Meesterkopie 2

A mastercopie 2

Because I have found Ilja Repin to be a pleasant “tour guide” and because despite my many learning moments with Nadia’s painting, I feel I can learn much more from this brilliant painter, I choose to do a double portrait outdoors.

When I visited the great Repin retrospective ‘The Secret of Russia’ in Groningen in 2001, I could hardly get away from these paintings (I admit… it sounds a bit dramatic but it just felt so magical between those lifelike portraits) so I immediately bought a catalog in the museum shop. In the train on the way home I leafed through my brand new book and saw all that beauty pass by until I saw that one ‘strange’ painting again. Was it really a painting or just a photo as an explanation of his life? No really, it is a painting! I am talking about the painting The Landwalkers.
I have collected many art books over the years but this book by Ilya Repin is by far the most looked at book on my bookshelf. Years later I come across The Landwalkers again in my now somewhat disheveled Repin book. Now is the time to also get to the bottom of this work of art, which excels in tonal contrasts and a subtle and ‘limited’ color palette (nothing could be further from the truth).
While painting this copy I learned, especially at the start, to think in large simplified forms (this scene is dying of details) and during the process slowly but surely to add more and more detail in tone, color and brushstroke.
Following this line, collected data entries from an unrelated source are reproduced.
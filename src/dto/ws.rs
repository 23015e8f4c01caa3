use serde::{Deserialize, Serialize};
use thiserror::Error;
use utoipa::ToSchema;
use uuid::Uuid;
use validator::ValidationErrors;

use crate::{
    dto::validation::{validate_display_name, validate_guess, validate_room_code},
    error::{ErrorKind, GameError},
    state::{
        deck::RoundTarget,
        room::Player,
    },
};

#[derive(Debug, Clone, PartialEq, Eq, Deserialize, Serialize, ToSchema)]
/// Messages accepted from player WebSocket clients.
#[serde(tag = "type")]
pub enum ClientMessage {
    /// Open a new room and host it.
    #[serde(rename = "create_room")]
    CreateRoom {
        #[serde(default)]
        name: Option<String>,
    },
    /// Join an existing room by code.
    #[serde(rename = "join_room")]
    JoinRoom {
        code: String,
        #[serde(default)]
        name: Option<String>,
    },
    /// Host-only: start the game.
    #[serde(rename = "start_game")]
    StartGame { code: String },
    /// Try to name the current cover.
    #[serde(rename = "submit_guess")]
    SubmitGuess { code: String, guess: String },
    #[serde(other)]
    Unknown,
}

/// Failure to turn a text frame into a [`ClientMessage`].
#[derive(Debug, Error)]
pub enum InboundError {
    /// The frame is not a JSON message of a known shape.
    #[error("malformed message: {0}")]
    Malformed(#[from] serde_json::Error),
    /// The message carries invalid fields.
    #[error("invalid message: {0}")]
    Invalid(#[from] ValidationErrors),
}

impl ClientMessage {
    /// Parse and validate a text frame. Display names come back trimmed, with blank names
    /// turned into `None`.
    pub fn from_json_str(text: &str) -> Result<Self, InboundError> {
        let message: Self = serde_json::from_str(text)?;
        message.validate()?;
        Ok(message.normalized())
    }

    fn validate(&self) -> Result<(), ValidationErrors> {
        let mut errors = ValidationErrors::new();

        let (code, name, guess) = match self {
            Self::CreateRoom { name } => (None, name.as_deref(), None),
            Self::JoinRoom { code, name } => (Some(code.as_str()), name.as_deref(), None),
            Self::StartGame { code } => (Some(code.as_str()), None, None),
            Self::SubmitGuess { code, guess } => (Some(code.as_str()), None, Some(guess.as_str())),
            Self::Unknown => (None, None, None),
        };

        if let Some(Err(e)) = code.map(validate_room_code) {
            errors.add("code", e);
        }
        if let Some(Err(e)) = name.map(validate_display_name) {
            errors.add("name", e);
        }
        if let Some(Err(e)) = guess.map(validate_guess) {
            errors.add("guess", e);
        }

        if errors.is_empty() {
            Ok(())
        } else {
            Err(errors)
        }
    }

    fn normalized(self) -> Self {
        match self {
            Self::CreateRoom { name } => Self::CreateRoom {
                name: clean_name(name),
            },
            Self::JoinRoom { code, name } => Self::JoinRoom {
                code,
                name: clean_name(name),
            },
            other => other,
        }
    }
}

fn clean_name(name: Option<String>) -> Option<String> {
    name.map(|name| name.trim().to_string())
        .filter(|name| !name.is_empty())
}

#[derive(Debug, Clone, PartialEq, Eq, Serialize, ToSchema)]
/// Public projection of a player.
pub struct PlayerSummary {
    pub id: Uuid,
    pub name: String,
    pub score: u32,
}

impl From<&Player> for PlayerSummary {
    fn from(player: &Player) -> Self {
        Self {
            id: player.id,
            name: player.name.clone(),
            score: player.score,
        }
    }
}

#[derive(Debug, Clone, PartialEq, Eq, Serialize, ToSchema)]
/// Room membership confirmation sent to the creator or a joining player.
pub struct RoomSnapshot {
    pub code: String,
    pub host_id: Uuid,
    pub players: Vec<PlayerSummary>,
}

#[derive(Debug, Clone, PartialEq, Eq, Serialize, ToSchema)]
/// Current player list of a room.
pub struct PlayersPayload {
    pub players: Vec<PlayerSummary>,
}

#[derive(Debug, Clone, PartialEq, Eq, Serialize, ToSchema)]
/// Error reported to the player that triggered it.
pub struct ErrorPayload {
    pub kind: ErrorKind,
    pub message: String,
}

impl From<&GameError> for ErrorPayload {
    fn from(err: &GameError) -> Self {
        Self {
            kind: err.kind(),
            message: err.to_string(),
        }
    }
}

#[derive(Debug, Clone, PartialEq, Eq, Serialize, ToSchema)]
/// Broadcast once the deck is ready, shortly before the first round.
pub struct GameStartingPayload {
    pub total_rounds: usize,
    pub starts_in_ms: u64,
}

#[derive(Debug, Clone, PartialEq, Eq, Serialize, ToSchema)]
/// Broadcast when a round opens.
pub struct RoundStartPayload {
    pub round: usize,
    pub total_rounds: usize,
    pub image: String,
    pub time_left: u32,
    pub players: Vec<PlayerSummary>,
}

#[derive(Debug, Clone, PartialEq, Eq, Serialize, ToSchema)]
/// Broadcast every second while a round is open.
pub struct TimerTickPayload {
    pub seconds: u32,
}

#[derive(Debug, Clone, PartialEq, Eq, Serialize, ToSchema)]
/// Answer revealed at the end of a round.
pub struct AnswerReveal {
    pub title: String,
    pub artist: String,
    pub image: String,
}

impl From<&RoundTarget> for AnswerReveal {
    fn from(target: &RoundTarget) -> Self {
        Self {
            title: target.title.clone(),
            artist: target.artist.clone(),
            image: target.image.clone(),
        }
    }
}

#[derive(Debug, Clone, PartialEq, Eq, Serialize, ToSchema)]
/// Broadcast when a round is won or runs out of time (`winner` is `null`).
pub struct RoundEndPayload {
    pub winner: Option<PlayerSummary>,
    pub answer: AnswerReveal,
    pub players: Vec<PlayerSummary>,
}

#[derive(Debug, Clone, PartialEq, Eq, Serialize, ToSchema)]
/// Broadcast when a player leaves a room that stays alive.
pub struct PlayerLeftPayload {
    pub player_id: Uuid,
    pub players: Vec<PlayerSummary>,
}

#[derive(Debug, Clone, PartialEq, Eq, Serialize, ToSchema)]
/// Broadcast when hosting passes to another player.
pub struct NewHostPayload {
    pub host_id: Uuid,
}

#[derive(Debug, Clone, PartialEq, Eq, Serialize)]
/// Events pushed to player WebSocket clients, serialised as `{"event": .., "data": ..}`.
#[serde(tag = "event", content = "data", rename_all = "snake_case")]
pub enum ServerMessage {
    RoomCreated(RoomSnapshot),
    PlayerJoined(PlayersPayload),
    JoinedSuccess(RoomSnapshot),
    Error(ErrorPayload),
    GameStarting(GameStartingPayload),
    RoundStart(RoundStartPayload),
    TimerTick(TimerTickPayload),
    RoundEnd(RoundEndPayload),
    GameOver(PlayersPayload),
    PlayerLeft(PlayerLeftPayload),
    NewHost(NewHostPayload),
}

#[cfg(test)]
mod tests {
    use super::*;

    #[test]
    fn parses_join_room_and_trims_name() {
        let message =
            ClientMessage::from_json_str(r#"{"type":"join_room","code":"ab12","name":"  Bob "}"#)
                .unwrap();
        assert_eq!(
            message,
            ClientMessage::JoinRoom {
                code: "ab12".into(),
                name: Some("Bob".into()),
            }
        );
    }

    #[test]
    fn blank_name_means_default() {
        let message = ClientMessage::from_json_str(r#"{"type":"create_room","name":"   "}"#).unwrap();
        assert_eq!(message, ClientMessage::CreateRoom { name: None });

        let message = ClientMessage::from_json_str(r#"{"type":"create_room"}"#).unwrap();
        assert_eq!(message, ClientMessage::CreateRoom { name: None });
    }

    #[test]
    fn unknown_type_is_tolerated() {
        let message = ClientMessage::from_json_str(r#"{"type":"dance","moves":3}"#).unwrap();
        assert_eq!(message, ClientMessage::Unknown);
    }

    #[test]
    fn malformed_frames_are_rejected() {
        assert!(matches!(
            ClientMessage::from_json_str("not json"),
            Err(InboundError::Malformed(_))
        ));
        assert!(matches!(
            ClientMessage::from_json_str(r#"{"type":"submit_guess","code":"AB12"}"#),
            Err(InboundError::Malformed(_))
        ));
    }

    #[test]
    fn oversized_fields_are_rejected() {
        let long_name = "x".repeat(64);
        let frame = format!(r#"{{"type":"create_room","name":"{long_name}"}}"#);
        assert!(matches!(
            ClientMessage::from_json_str(&frame),
            Err(InboundError::Invalid(_))
        ));

        assert!(matches!(
            ClientMessage::from_json_str(r#"{"type":"start_game","code":"AB 12"}"#),
            Err(InboundError::Invalid(_))
        ));
    }

    #[test]
    fn server_messages_are_tagged_by_event() {
        let message = ServerMessage::TimerTick(TimerTickPayload { seconds: 7 });
        assert_eq!(
            serde_json::to_value(&message).unwrap(),
            serde_json::json!({ "event": "timer_tick", "data": { "seconds": 7 } })
        );
    }

    #[test]
    fn round_end_without_winner_serialises_null() {
        let message = ServerMessage::RoundEnd(RoundEndPayload {
            winner: None,
            answer: AnswerReveal {
                title: "Discovery".into(),
                artist: "Daft Punk".into(),
                image: "cover.jpg".into(),
            },
            players: vec![PlayerSummary {
                id: Uuid::nil(),
                name: "Alice".into(),
                score: 0,
            }],
        });

        let value = serde_json::to_value(&message).unwrap();
        assert_eq!(value["event"], "round_end");
        assert!(value["data"]["winner"].is_null());
        assert_eq!(value["data"]["answer"]["title"], "Discovery");
    }
}
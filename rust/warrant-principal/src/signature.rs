//! Signing and verification contracts.
//!
//! Signatures are opaque bytes here; which algorithm produced them is a
//! property of the principal that signed, and only its [`Verifier`] needs
//! to know.

use std::future::Future;

use crate::principal::Principal;
use warrant_common::ConditionalSend;

pub use ::signature::Error;

/// Produces a cryptographic signature over a payload.
pub trait Signer: Principal {
    /// Sign `payload` and return the raw signature bytes.
    fn sign(&self, payload: &[u8]) -> impl Future<Output = Result<Vec<u8>, Error>> + ConditionalSend;
}

/// Verifies that a cryptographic signature is valid for a given payload.
pub trait Verifier: Principal {
    /// Verify that `signature` is valid for `payload`.
    fn verify(
        &self,
        payload: &[u8],
        signature: &[u8],
    ) -> impl Future<Output = Result<(), Error>> + ConditionalSend;
}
A quality reference image is a must. I also learned here never to work with two different prints. It’s a tempting choice when you want the color of a blurred example and the sharpness of a reproduction whose color doesn’t match the original. But you run into all sorts of inconsistencies in the long run in which the painting loses its power.
I can recommend making a master copy to everyone, it is a valuable study. Choose a painting of your preference and just get to work. You will learn through a master copy indirectly from great talented individuals that you would normally never be able to get face-to-face lessons from in a studio. Through this training, I was taught by a teacher who is acclaimed worldwide for his craftsmanship and artistic vision and who lived way before my time. How wonderful is that!
After making master copies, reading books, visiting museums, watching interviews and documentaries, I remain as fascinated by this master Ilja Repin as I was when I first encountered his work in Groningen in 2001. What a quality!
Grab your chance to meet this painter in Assen while you still can. There are several masterpieces by Ilja Repin hanging in the Drents Museum until April 2017. Including the Woolgaslepers (This painting has the same status in Russia as The Night Watch by Rembrandt in the Netherlands)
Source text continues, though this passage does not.